### [Task brief]
All that should come back is the lines of the data below from the one containing "repository bae6e600ff5e044b" to the one containing "pub fn abort(&self)", inclusive, exactly as they stand.

Saved entries
• • • • • • •

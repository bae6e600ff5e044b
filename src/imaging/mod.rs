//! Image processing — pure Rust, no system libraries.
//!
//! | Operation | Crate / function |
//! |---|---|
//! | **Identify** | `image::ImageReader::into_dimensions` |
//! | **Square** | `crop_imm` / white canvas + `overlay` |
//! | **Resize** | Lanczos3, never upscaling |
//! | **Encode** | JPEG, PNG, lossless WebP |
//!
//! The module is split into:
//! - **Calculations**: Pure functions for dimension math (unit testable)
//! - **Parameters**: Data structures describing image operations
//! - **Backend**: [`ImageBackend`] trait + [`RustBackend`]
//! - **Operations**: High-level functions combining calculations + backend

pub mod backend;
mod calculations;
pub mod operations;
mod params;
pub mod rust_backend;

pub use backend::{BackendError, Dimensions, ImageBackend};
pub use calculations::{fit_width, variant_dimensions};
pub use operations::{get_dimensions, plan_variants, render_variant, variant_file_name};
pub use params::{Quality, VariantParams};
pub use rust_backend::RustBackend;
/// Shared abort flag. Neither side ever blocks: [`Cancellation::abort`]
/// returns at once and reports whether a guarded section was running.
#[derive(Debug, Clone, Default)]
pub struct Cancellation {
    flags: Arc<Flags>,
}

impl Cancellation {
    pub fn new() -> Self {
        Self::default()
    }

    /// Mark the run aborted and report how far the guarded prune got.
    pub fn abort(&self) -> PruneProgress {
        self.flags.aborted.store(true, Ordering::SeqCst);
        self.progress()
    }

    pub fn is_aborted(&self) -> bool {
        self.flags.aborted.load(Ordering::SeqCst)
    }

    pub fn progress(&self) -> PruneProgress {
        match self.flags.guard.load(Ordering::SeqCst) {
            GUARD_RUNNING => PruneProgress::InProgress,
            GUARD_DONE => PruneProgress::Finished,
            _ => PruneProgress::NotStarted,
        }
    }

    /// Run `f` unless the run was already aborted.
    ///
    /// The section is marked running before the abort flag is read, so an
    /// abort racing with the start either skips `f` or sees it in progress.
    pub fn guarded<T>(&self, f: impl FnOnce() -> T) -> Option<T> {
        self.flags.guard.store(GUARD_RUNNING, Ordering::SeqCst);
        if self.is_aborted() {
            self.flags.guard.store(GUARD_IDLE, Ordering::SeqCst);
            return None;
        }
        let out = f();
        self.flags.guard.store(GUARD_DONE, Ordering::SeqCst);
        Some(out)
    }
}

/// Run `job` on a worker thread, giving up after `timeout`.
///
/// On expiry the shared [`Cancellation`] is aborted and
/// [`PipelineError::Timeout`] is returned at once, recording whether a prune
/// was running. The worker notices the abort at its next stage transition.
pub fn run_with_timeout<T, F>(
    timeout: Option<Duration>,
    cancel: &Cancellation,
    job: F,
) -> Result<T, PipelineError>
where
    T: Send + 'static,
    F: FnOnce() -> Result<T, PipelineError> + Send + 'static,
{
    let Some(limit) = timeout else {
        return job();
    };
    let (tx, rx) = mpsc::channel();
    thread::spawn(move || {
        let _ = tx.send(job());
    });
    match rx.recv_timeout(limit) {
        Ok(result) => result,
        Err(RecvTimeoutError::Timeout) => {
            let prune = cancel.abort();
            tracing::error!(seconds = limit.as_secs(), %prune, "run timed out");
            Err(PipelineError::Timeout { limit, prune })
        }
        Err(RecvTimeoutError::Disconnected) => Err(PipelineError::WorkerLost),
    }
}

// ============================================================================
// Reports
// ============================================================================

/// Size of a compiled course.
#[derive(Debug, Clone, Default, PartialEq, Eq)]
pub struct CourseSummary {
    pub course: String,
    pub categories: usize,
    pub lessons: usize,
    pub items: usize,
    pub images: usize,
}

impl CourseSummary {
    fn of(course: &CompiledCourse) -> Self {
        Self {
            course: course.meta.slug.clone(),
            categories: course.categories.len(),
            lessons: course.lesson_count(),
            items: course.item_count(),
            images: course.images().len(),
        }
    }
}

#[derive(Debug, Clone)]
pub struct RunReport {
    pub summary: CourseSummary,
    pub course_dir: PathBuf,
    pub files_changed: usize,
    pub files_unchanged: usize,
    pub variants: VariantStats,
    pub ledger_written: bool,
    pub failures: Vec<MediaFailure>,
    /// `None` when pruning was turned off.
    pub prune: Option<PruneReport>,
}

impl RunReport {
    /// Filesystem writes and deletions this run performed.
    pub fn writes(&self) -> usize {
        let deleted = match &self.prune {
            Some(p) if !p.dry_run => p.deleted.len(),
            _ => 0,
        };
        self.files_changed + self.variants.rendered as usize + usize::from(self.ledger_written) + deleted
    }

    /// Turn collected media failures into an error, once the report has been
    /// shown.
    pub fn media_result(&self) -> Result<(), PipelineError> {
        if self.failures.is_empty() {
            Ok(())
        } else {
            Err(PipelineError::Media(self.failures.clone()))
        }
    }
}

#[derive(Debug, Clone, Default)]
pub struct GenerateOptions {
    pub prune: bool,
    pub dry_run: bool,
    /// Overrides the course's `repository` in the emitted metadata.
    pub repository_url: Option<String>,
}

• • • • • • •

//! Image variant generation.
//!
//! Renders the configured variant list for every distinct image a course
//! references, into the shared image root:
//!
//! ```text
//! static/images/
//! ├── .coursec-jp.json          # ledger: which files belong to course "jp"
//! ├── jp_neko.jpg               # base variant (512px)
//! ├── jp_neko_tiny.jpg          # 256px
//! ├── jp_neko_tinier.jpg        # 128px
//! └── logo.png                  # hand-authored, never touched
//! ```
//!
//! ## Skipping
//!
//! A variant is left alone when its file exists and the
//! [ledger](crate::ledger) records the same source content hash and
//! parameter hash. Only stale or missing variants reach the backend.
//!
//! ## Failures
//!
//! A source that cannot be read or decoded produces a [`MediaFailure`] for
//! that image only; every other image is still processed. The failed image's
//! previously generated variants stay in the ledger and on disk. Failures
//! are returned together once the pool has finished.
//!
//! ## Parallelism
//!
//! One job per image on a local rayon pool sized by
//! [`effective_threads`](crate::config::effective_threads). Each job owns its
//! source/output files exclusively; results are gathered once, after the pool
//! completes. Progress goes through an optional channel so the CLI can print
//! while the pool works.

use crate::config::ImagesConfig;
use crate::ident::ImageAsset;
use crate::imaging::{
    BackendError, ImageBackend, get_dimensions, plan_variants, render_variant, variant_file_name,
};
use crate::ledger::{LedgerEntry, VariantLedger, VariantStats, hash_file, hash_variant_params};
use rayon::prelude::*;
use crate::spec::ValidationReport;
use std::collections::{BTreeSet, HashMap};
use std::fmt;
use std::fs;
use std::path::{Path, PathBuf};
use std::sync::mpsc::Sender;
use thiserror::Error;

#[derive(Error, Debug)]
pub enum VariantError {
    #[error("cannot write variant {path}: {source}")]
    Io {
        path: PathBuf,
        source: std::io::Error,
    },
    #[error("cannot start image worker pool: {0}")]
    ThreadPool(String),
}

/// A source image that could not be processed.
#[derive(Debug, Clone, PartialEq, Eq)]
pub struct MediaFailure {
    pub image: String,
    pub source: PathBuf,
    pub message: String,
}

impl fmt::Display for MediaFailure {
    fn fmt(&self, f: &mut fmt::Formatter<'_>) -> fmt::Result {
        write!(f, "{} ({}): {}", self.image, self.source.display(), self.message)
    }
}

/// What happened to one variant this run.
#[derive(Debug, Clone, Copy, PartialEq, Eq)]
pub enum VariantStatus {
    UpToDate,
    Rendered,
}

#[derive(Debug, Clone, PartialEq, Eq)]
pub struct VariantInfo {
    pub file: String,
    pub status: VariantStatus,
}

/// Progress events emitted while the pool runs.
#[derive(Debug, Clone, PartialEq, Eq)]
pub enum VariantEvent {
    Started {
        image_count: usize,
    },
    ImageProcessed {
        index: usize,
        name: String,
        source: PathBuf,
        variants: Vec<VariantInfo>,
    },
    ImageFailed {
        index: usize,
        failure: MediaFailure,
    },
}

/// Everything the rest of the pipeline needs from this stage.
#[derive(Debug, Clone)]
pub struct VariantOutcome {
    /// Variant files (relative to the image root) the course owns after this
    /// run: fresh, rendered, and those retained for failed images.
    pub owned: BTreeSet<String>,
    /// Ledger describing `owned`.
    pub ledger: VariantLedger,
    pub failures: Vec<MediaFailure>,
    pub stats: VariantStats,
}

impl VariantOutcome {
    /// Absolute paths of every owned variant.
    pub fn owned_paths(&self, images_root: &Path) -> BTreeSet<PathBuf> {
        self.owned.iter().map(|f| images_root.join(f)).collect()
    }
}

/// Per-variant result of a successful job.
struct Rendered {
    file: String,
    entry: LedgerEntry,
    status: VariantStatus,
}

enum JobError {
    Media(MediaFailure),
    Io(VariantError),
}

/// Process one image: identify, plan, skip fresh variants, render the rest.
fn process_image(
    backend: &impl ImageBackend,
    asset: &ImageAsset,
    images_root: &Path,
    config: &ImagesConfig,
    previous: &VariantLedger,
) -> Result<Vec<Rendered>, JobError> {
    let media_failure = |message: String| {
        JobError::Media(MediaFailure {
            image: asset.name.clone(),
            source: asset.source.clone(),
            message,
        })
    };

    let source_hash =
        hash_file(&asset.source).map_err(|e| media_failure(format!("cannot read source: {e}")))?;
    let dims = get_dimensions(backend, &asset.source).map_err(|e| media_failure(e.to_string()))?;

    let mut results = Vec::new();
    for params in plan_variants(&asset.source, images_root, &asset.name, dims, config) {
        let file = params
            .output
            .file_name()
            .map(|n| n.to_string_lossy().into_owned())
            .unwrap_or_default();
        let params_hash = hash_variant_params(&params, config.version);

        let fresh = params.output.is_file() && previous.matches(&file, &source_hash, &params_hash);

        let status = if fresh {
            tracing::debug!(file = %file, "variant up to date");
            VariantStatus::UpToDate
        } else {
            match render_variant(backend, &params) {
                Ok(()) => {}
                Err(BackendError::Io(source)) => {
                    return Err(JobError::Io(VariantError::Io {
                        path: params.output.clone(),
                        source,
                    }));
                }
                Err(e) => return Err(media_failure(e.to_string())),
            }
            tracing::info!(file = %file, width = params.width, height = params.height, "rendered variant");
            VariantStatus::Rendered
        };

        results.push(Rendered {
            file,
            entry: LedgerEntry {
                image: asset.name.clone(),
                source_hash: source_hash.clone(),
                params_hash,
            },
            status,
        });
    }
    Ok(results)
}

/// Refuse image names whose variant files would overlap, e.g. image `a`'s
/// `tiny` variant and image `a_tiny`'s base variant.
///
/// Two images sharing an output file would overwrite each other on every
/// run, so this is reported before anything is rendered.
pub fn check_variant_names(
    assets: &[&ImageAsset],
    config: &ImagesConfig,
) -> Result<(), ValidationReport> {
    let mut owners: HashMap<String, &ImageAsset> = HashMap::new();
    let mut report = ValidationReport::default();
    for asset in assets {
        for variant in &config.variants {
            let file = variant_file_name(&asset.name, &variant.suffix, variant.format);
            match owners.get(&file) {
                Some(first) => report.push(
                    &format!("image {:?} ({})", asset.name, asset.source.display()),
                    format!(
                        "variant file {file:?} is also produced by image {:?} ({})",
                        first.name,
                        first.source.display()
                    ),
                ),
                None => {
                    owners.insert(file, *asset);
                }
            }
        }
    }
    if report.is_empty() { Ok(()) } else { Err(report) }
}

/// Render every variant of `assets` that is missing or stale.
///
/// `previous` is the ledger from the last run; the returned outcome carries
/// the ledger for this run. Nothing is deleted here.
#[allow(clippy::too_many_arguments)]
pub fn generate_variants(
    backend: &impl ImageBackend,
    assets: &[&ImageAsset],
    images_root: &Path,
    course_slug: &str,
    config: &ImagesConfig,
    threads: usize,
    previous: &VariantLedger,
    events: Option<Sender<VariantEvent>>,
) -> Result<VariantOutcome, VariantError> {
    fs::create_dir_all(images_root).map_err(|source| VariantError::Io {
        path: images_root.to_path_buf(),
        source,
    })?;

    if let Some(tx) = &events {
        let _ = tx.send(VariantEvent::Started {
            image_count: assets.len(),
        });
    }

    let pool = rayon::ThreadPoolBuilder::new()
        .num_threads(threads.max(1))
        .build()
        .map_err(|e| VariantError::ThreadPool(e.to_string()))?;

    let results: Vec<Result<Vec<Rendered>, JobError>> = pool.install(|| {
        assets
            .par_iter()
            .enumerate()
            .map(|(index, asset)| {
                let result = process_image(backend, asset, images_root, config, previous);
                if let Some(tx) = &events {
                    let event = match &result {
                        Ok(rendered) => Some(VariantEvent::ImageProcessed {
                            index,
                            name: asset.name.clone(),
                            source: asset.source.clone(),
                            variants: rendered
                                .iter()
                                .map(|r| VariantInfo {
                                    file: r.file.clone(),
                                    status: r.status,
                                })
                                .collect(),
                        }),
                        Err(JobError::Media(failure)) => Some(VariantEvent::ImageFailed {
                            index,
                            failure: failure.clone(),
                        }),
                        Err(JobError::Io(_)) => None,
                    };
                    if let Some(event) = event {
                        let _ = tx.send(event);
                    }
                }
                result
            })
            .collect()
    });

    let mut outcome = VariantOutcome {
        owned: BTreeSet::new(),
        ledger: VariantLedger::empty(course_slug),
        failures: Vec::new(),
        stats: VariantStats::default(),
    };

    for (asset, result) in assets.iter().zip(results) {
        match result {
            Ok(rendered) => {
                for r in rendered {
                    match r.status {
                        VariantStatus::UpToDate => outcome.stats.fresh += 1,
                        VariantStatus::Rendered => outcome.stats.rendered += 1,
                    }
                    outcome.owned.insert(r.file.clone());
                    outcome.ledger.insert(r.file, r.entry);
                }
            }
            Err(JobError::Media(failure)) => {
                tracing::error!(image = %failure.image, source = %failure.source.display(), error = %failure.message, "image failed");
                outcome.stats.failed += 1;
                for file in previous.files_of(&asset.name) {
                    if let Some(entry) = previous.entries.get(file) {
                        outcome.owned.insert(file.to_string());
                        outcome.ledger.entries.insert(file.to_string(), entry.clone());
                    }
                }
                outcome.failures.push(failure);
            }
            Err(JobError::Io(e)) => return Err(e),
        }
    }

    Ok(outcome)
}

• • • • • • •

### [Reply]
repository bae6e600ff5e044b
filename src/imaging/mod.rs
//! Image processing — pure Rust, no system libraries.
//!
//! | Operation | Crate / function |
//! |---|---|
//! | **Identify** | `image::ImageReader::into_dimensions` |
//! | **Square** | `crop_imm` / white canvas + `overlay` |
//! | **Resize** | Lanczos3, never upscaling |
//! | **Encode** | JPEG, PNG, lossless WebP |
//!
//! The module is split into:
//! - **Calculations**: Pure functions for dimension math (unit testable)
//! - **Parameters**: Data structures describing image operations
//! - **Backend**: [`ImageBackend`] trait + [`RustBackend`]
//! - **Operations**: High-level functions combining calculations + backend

pub mod backend;
mod calculations;
pub mod operations;
mod params;
pub mod rust_backend;

pub use backend::{BackendError, Dimensions, ImageBackend};
pub use calculations::{fit_width, variant_dimensions};
pub use operations::{get_dimensions, plan_variants, render_variant, variant_file_name};
pub use params::{Quality, VariantParams};
pub use rust_backend::RustBackend;
/// Shared abort flag. Neither side ever blocks: [`Cancellation::abort`]
/// returns at once and reports whether a guarded section was running.
#[derive(Debug, Clone, Default)]
pub struct Cancellation {
    flags: Arc<Flags>,
}

impl Cancellation {
    pub fn new() -> Self {
        Self::default()
    }

    /// Mark the run aborted and report how far the guarded prune got.
    pub fn abort(&self) -> PruneProgress {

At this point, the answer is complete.